**DIRECTIONS:**
Report back the lines in this listing that carry the string "Policy".

**DATA EXTRACT:**
========================================================================

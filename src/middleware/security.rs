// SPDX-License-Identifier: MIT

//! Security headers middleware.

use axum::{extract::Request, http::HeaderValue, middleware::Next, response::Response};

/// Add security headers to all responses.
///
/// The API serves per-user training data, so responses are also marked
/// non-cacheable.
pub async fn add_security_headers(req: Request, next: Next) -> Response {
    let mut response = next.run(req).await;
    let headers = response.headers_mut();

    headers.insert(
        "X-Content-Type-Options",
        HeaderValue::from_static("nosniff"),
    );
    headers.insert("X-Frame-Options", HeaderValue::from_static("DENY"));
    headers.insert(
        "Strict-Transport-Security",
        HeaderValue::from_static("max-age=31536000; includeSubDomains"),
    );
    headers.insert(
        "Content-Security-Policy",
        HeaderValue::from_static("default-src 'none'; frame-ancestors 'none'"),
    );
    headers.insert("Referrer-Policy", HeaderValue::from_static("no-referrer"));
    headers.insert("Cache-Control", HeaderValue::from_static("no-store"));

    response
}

========================================================================

**TASK RESPONSE:**
        "Content-Security-Policy",
    headers.insert("Referrer-Policy", HeaderValue::from_static("no-referrer"));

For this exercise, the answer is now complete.